Lideranças indígenas de toda a Amazônia concluíram uma viagem de barco de 25 dias e chegaram a Belém com uma série de reivindicações. A chamada “Flotilha Indígena” pede, entre outros pontos, maior controle sobre a gestão dos próprios territórios.
Mais de 60 lideranças indígenas e ativistas ambientais navegaram pelos rios amazônicos. Idealizada por diversas entidades indígenas — entre elas a brasileira APIB, Articulação dos Povos Indígenas do Brasil —, a flotilha “Yaku Mama” saiu do Equador, passou pela Colômbia e chegou a Belém.
A porta-voz do movimento, Lucia Ixchiu, explicou o objetivo da jornada:“Pra nós, o mais importante é construir solidariedade além-fronteiras, porque a situação mundial atual é muito difícil. Precisamos, por exemplo, combater a poluição no Rio Amazonas.”

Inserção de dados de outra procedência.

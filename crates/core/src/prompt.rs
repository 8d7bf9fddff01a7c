//! Prompt and category domain types.
//!
//! Prompts form an ordered-by-`scheduled_for` sequence. The scheduling
//! crates treat that sequence as a cycle (rotation) or a line (drift
//! auditing); neither owns the prompt lifecycle.

use chrono::{DateTime, Utc};
use serde::{Deserialize, Serialize};
use uuid::Uuid;

/// A creative prompt on the wall.
#[derive(Debug, Clone, Serialize, Deserialize)]
#[serde(rename_all = "camelCase")]
pub struct Prompt {
    pub id: Uuid,
    pub title: String,
    pub description: String,
    pub category: Category,
    #[serde(default)]
    pub tags: Vec<String>,
    /// The slot this prompt is scheduled to go live in.
    pub scheduled_for: DateTime<Utc>,
    pub is_active: bool,
    pub created_by: String,
    #[serde(default)]
    pub submission_count: u64,
    pub created_at: DateTime<Utc>,
}

impl Prompt {
    /// Whether this prompt's slot lies in the past at `now`.
    pub fn is_past(&self, now: DateTime<Utc>) -> bool {
        now > self.scheduled_for
    }
}

/// Display metadata for a prompt category.
#[derive(Debug, Clone, PartialEq, Eq, Serialize, Deserialize)]
#[serde(rename_all = "camelCase")]
pub struct Category {
    pub id: Uuid,
    pub name: String,
    pub description: String,
    pub color: String,
    pub icon: String,
}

Outra reivindicação dos participantes é ter maior participação na gestão dos territórios. Eles também pedem acesso à água potável e ações mais firmes contra a mineração, a exploração de petróleo e a violência contra os povos originários.
O líder peruano Pablo Inuma Flores, da região do Baixo Madre de Diós, resumiu as demandas do grupo:“Precisamos dialogar, sentar à mesa como povos indígenas pra negociar de forma construtiva. O objetivo é ter combustíveis limpos que não poluam e evitar derramamentos. Queremos zero combustíveis fósseis, zero mineração ilegal, zero extrativismo, zero desmatamento e zero extração ilegal de madeira.”